Consultório Memória 
A autarquia instalou numa sala da antiga cadeia - o Consultório da Memória, para assinalar os 70 anos que chegou a Ansião o “médico do povo”. Senti falta do armário de nogueira doado pelo farmacêutico Dr. Botelho e do banco preto, pelo simbolismo de horas em espera, dos suspensórios, sobretudo e do telefone na secretária , quando aqui aportou era de manivela ligado ao PBX do correio velho que tinha 50 assinantes. Chamava às mulheres de qualquer idade "meninas" …Não havia dia sem telefonar para o correio a perguntar à minha mãe; menina ainda tem muitas chamadas em espera?Estive presente na inauguração em espaço a abarrotar pelas costuras, sem ar condicionado entalada na porta com a escada...Singela homenagem senti ausência da família, pese o convite dirigido pela Câmara . Julgo que faltou uma romagem ao cemitério, no manifesto carinho do povo que não esmorece e seria uma grande homenagem !

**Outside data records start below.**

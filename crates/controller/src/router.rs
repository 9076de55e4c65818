//! Execution routing.
//!
//! The router classifies a command, asks for confirmation when the command
//! is dangerous, and runs it either on the host or in the sandbox. Every
//! path ends in an [`ExecutionResult`]; nothing is propagated as an error.

use std::sync::Arc;
use std::time::Instant;

use shellguard_core::{
    Classification, CommandOutput, ConfirmationPrompt, Error, ExecutionResult, HistoryRecorder,
    Venue, WorkingDirectory, EXIT_FAILURE,
};
use shellguard_governance::{track_command, SafetyClassifier};
use shellguard_sandbox::{DockerSandbox, SandboxConfig, SandboxEngine, SandboxManager};

use crate::host::HostRunner;

pub struct ExecutionRouter {
    pub(crate) classifier: SafetyClassifier,
    pub(crate) host: HostRunner,
    /// Connected on first use; an empty cell is retried on the next call.
    pub(crate) sandbox: tokio::sync::OnceCell<Arc<SandboxManager>>,
    pub(crate) sandbox_config: SandboxConfig,
    /// Engine for the lazy connect; the local Docker daemon when unset.
    pub(crate) engine: Option<Arc<dyn SandboxEngine>>,
    pub(crate) prompt: Arc<dyn ConfirmationPrompt>,
    pub(crate) workdir: Arc<dyn WorkingDirectory>,
    pub(crate) history: Arc<dyn HistoryRecorder>,
}

impl ExecutionRouter {
    /// Classify, confirm if needed, execute, and record one command.
    ///
    /// `auto_confirm` skips the operator prompt for dangerous commands.
    pub async fn execute(&self, command: &str, auto_confirm: bool) -> ExecutionResult {
        let started = Instant::now();
        let Classification { level, reason } = self.classifier.classify(command);
        tracing::debug!(command = %command, risk = %level, reason = %reason, "Command classified");

        if self.classifier.requires_confirmation(level)
            && !auto_confirm
            && !self.prompt.confirm(command, &reason).await
        {
            tracing::info!(command = %command, risk = %level, "Command cancelled by operator");
            return ExecutionResult::cancelled(level);
        }

        let (output, venue) = if self.classifier.should_use_sandbox(level) {
            (self.run_in_sandbox(command).await, Venue::Sandbox)
        } else {
            let cwd = self.workdir.working_directory();
            (self.host.run(command, &cwd).await, Venue::Host)
        };

        self.history
            .record_execution(command, &output.stdout, output.exit_code);

        let elapsed = started.elapsed();
        track_command(level, venue, elapsed.as_secs_f64());
        tracing::info!(
            command = %command,
            risk = %level,
            venue = venue.as_str(),
            exit_code = output.exit_code,
            elapsed_ms = elapsed.as_millis() as u64,
            "Command finished"
        );

        ExecutionResult::from_output(output, level, venue)
    }

    /// Classify without executing.
    pub fn classify(&self, command: &str) -> Classification {
        self.classifier.classify(command)
    }

    pub fn classifier(&self) -> &SafetyClassifier {
        &self.classifier
    }

    async fn run_in_sandbox(&self, command: &str) -> CommandOutput {
        let manager = match self
            .sandbox
            .get_or_try_init(|| async {
                let config = self.sandbox_config.clone();
                let manager = match &self.engine {
                    Some(engine) => SandboxManager::new(engine.clone(), config).await?,
                    None => SandboxManager::connect(config).await?,
                };
                Ok::<_, Error>(Arc::new(manager))
            })
            .await
        {
            Ok(manager) => manager,
            Err(e) => {
                tracing::error!(error = %e, "Sandbox unavailable");
                return CommandOutput::failure(
                    EXIT_FAILURE,
                    format!("Docker execution error: {}", e),
                );
            }
        };

        let cwd = self.workdir.working_directory();
        manager.run(command, Some(&cwd)).await
    }

    /// Whether sandboxed execution can work. Does not create containers or
    /// build images.
    pub async fn is_docker_available(&self) -> bool {
        match self.sandbox.get() {
            Some(manager) => manager.is_available().await,
            None => match &self.engine {
                Some(engine) => engine.ping().await.is_ok(),
                None => DockerSandbox::is_reachable().await,
            },
        }
    }

    /// Remove sandbox containers. Safe to call any number of times.
    pub async fn cleanup(&self) {
        if let Some(manager) = self.sandbox.get() {
            manager.cleanup().await;
        }
    }
}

Valeu uma canção com poema da Odete Antunes, julgo musicada pelo António Simões que lhe cantavam em dia do seu aniversário com demais amigos na romagem a sua casa para o parabenizar. Distingui ainda presentes os Orgãos da Comunicação Social - Serras e Horizonte - onde vim a ler que o espólio tinha sido doação da família. E não foi. A doação tem o mérito da D. Lurdes Santos, o que a família deixou na casa até podia ter deitado para o lixo ou vendido a um antiquário. Por isso se deve dar valor a quem o teve, grande gesto altruísta de ofertar para manter viva a memória do Dr. Travassos, que ninguém lhe a pode tirar! A que acrescento a doação do lindíssimo e bom serviço em prata , tinha sido uma oferta ao Dr. Travassos acaso a D. Lurdes fosse mulher de interesses o vendia, e rendia bastante - os pequenos gestos em gente com reformas minúsculas, para se encontrarem os maiores valores na nossa sociedade, por isso o que o Dr . Travassos lhe deixou de coração foi pouco. O certo seria lhe deixar fortuna para se acolher na sua velhice. A D. Lurdes ofereceu espólio para este Espaço Museológico e para o do Alvorge, terra que também o saudoso Dr. Travassos amava muito, curiosamente, eu também. Era um grande amante da Filatelia. Angariou muitos selos das ex. colónias de doentes e amigos. A minha irmã entusiasmou-o a expor a sua coleção por duas vezes no salão nobre da câmara de Ansião.A D. Lurdes Santos, pelos anos que lhe dedicou de grande afetividade, que hoje é raro haver pessoas haver assim tão abençoadas, ainda fez a entrega de muito espólio ao Espaço Museológico do Consultório de Memória, e também para o Alvorge.
                       
Arte urbana 
 na fachada do Consultório da Memória

Nascido em Nogueira, Arganil, a 1 de fevereiro de 1922, no seu primeiro centenário foi desterrada estatuária, pelo município de Ansião, em espaço nobre da vila. Em terra de canteiros e de lavrantes  - foi desterrada  com honra o primeiro busto em bronze, a um cidadão homenageado a título póstumo ao enxergar em terra de fariseus o real valor do humanismo em cidadania. Viva o povo que saiu à rua para aplaudir!